About this task » From first line to last, output the records below exactly.

Record extracts »
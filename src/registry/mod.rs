//! Model profile registry
//!
//! Profiles describe how a family of backend models wants its prompt shaped:
//! prefixes and suffixes around user and system content, and the stop
//! sequences to send. The registry is loaded once at startup and shared
//! read-only between requests.

mod resolver;

use indexmap::IndexMap;
use serde::{Deserialize, Serialize};
use std::path::Path;

pub use resolver::{profile_key_for, ActiveModelResolution, ActiveModelResolver, ResolveError};

/// Key of the mandatory fallback profile
pub const DEFAULT_PROFILE: &str = "default";

/// Prompt conventions for one model family
#[derive(Debug, Clone, Default, PartialEq, Deserialize, Serialize)]
pub struct ModelProfile {
    /// Substrings identifying backend models of this family
    #[serde(default, rename = "models")]
    pub members: Vec<String>,
    #[serde(default, rename = "prefix")]
    pub user_prefix: String,
    #[serde(default, rename = "suffix")]
    pub user_suffix: String,
    #[serde(default, rename = "sysPrefix")]
    pub system_prefix: String,
    #[serde(default, rename = "sysSuffix")]
    pub system_suffix: String,
    #[serde(default, rename = "stops")]
    pub stop_sequences: Vec<String>,
}

impl ModelProfile {
    /// First member that occurs inside `model_id`
    pub fn matching_member(&self, model_id: &str) -> Option<&str> {
        self.members
            .iter()
            .map(String::as_str)
            .find(|member| !member.is_empty() && model_id.contains(member))
    }
}

/// Ordered, immutable map of profile key to [`ModelProfile`]
#[derive(Debug, Clone)]
pub struct ModelRegistry {
    profiles: IndexMap<String, ModelProfile>,
}

impl ModelRegistry {
    /// Build a registry, failing if the `default` profile is missing
    pub fn new(profiles: IndexMap<String, ModelProfile>) -> Result<Self, RegistryError> {
        if !profiles.contains_key(DEFAULT_PROFILE) {
            return Err(RegistryError::MissingDefault);
        }
        Ok(Self { profiles })
    }

    /// Load a registry document. `.json` files are parsed as JSON, anything else as YAML.
    pub fn from_file<P: AsRef<Path>>(path: P) -> Result<Self, RegistryError> {
        let path = path.as_ref();

        if !path.exists() {
            return Err(RegistryError::NotFound(path.display().to_string()));
        }

        let content = std::fs::read_to_string(path)?;
        let is_json = path
            .extension()
            .and_then(|ext| ext.to_str())
            .is_some_and(|ext| ext.eq_ignore_ascii_case("json"));

        let registry = if is_json {
            Self::from_json_str(&content)?
        } else {
            Self::new(serde_yaml::from_str(&content)?)?
        };

        tracing::info!(
            path = %path.display(),
            profiles = registry.len(),
            "Loaded model registry"
        );

        Ok(registry)
    }

    pub fn from_json_str(content: &str) -> Result<Self, RegistryError> {
        Self::new(serde_json::from_str(content)?)
    }

    pub fn lookup(&self, key: &str) -> Option<&ModelProfile> {
        self.profiles.get(key)
    }

    /// Profiles in document order
    pub fn entries(&self) -> impl Iterator<Item = (&str, &ModelProfile)> {
        self.profiles.iter().map(|(key, profile)| (key.as_str(), profile))
    }

    /// First profile, in document order, with a member contained in `model_id`.
    /// Returns the profile key and the member that matched.
    pub fn match_model(&self, model_id: &str) -> Option<(&str, &str)> {
        self.entries()
            .find_map(|(key, profile)| profile.matching_member(model_id).map(|member| (key, member)))
    }

    pub fn len(&self) -> usize {
        self.profiles.len()
    }

    pub fn is_empty(&self) -> bool {
        self.profiles.is_empty()
    }
}

#[derive(Debug, thiserror::Error)]
pub enum RegistryError {
    #[error("Model registry not found: {0}")]
    NotFound(String),

    #[error("Failed to read model registry: {0}")]
    Io(#[from] std::io::Error),

    #[error("Failed to parse model registry JSON: {0}")]
    Json(#[from] serde_json::Error),

    #[error("Failed to parse model registry YAML: {0}")]
    Yaml(#[from] serde_yaml::Error),

    #[error("Model registry has no \"default\" profile")]
    MissingDefault,
}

Result for this task »
filename src/registry/mod.rs
//! Model profile registry
//!
//! Profiles describe how a family of backend models wants its prompt shaped:
//! prefixes and suffixes around user and system content, and the stop
//! sequences to send. The registry is loaded once at startup and shared
//! read-only between requests.

mod resolver;

use indexmap::IndexMap;
use serde::{Deserialize, Serialize};
use std::path::Path;

pub use resolver::{profile_key_for, ActiveModelResolution, ActiveModelResolver, ResolveError};

/// Key of the mandatory fallback profile
pub const DEFAULT_PROFILE: &str = "default";

/// Prompt conventions for one model family
#[derive(Debug, Clone, Default, PartialEq, Deserialize, Serialize)]
pub struct ModelProfile {
    /// Substrings identifying backend models of this family
    #[serde(default, rename = "models")]
    pub members: Vec<String>,
    #[serde(default, rename = "prefix")]
    pub user_prefix: String,
    #[serde(default, rename = "suffix")]
    pub user_suffix: String,
    #[serde(default, rename = "sysPrefix")]
    pub system_prefix: String,
    #[serde(default, rename = "sysSuffix")]
    pub system_suffix: String,
    #[serde(default, rename = "stops")]
    pub stop_sequences: Vec<String>,
}

impl ModelProfile {
    /// First member that occurs inside `model_id`
    pub fn matching_member(&self, model_id: &str) -> Option<&str> {
        self.members
            .iter()
            .map(String::as_str)
            .find(|member| !member.is_empty() && model_id.contains(member))
    }
}

/// Ordered, immutable map of profile key to [`ModelProfile`]
#[derive(Debug, Clone)]
pub struct ModelRegistry {
    profiles: IndexMap<String, ModelProfile>,
}

impl ModelRegistry {
    /// Build a registry, failing if the `default` profile is missing
    pub fn new(profiles: IndexMap<String, ModelProfile>) -> Result<Self, RegistryError> {
        if !profiles.contains_key(DEFAULT_PROFILE) {
            return Err(RegistryError::MissingDefault);
        }
        Ok(Self { profiles })
    }

    /// Load a registry document. `.json` files are parsed as JSON, anything else as YAML.
    pub fn from_file<P: AsRef<Path>>(path: P) -> Result<Self, RegistryError> {
        let path = path.as_ref();

        if !path.exists() {
            return Err(RegistryError::NotFound(path.display().to_string()));
        }

        let content = std::fs::read_to_string(path)?;
        let is_json = path
            .extension()
            .and_then(|ext| ext.to_str())
            .is_some_and(|ext| ext.eq_ignore_ascii_case("json"));

        let registry = if is_json {
            Self::from_json_str(&content)?
        } else {
            Self::new(serde_yaml::from_str(&content)?)?
        };

        tracing::info!(
            path = %path.display(),
            profiles = registry.len(),
            "Loaded model registry"
        );

        Ok(registry)
    }

    pub fn from_json_str(content: &str) -> Result<Self, RegistryError> {
        Self::new(serde_json::from_str(content)?)
    }

    pub fn lookup(&self, key: &str) -> Option<&ModelProfile> {
        self.profiles.get(key)
    }

    /// Profiles in document order
    pub fn entries(&self) -> impl Iterator<Item = (&str, &ModelProfile)> {
        self.profiles.iter().map(|(key, profile)| (key.as_str(), profile))
    }

    /// First profile, in document order, with a member contained in `model_id`.
    /// Returns the profile key and the member that matched.
    pub fn match_model(&self, model_id: &str) -> Option<(&str, &str)> {
        self.entries()
            .find_map(|(key, profile)| profile.matching_member(model_id).map(|member| (key, member)))
    }

    pub fn len(&self) -> usize {
        self.profiles.len()
    }

    pub fn is_empty(&self) -> bool {
        self.profiles.is_empty()
    }
}

#[derive(Debug, thiserror::Error)]
pub enum RegistryError {
    #[error("Model registry not found: {0}")]
    NotFound(String),

    #[error("Failed to read model registry: {0}")]
    Io(#[from] std::io::Error),

    #[error("Failed to parse model registry JSON: {0}")]
    Json(#[from] serde_json::Error),

    #[error("Failed to parse model registry YAML: {0}")]
    Yaml(#[from] serde_yaml::Error),

    #[error("Model registry has no \"default\" profile")]
    MissingDefault,
}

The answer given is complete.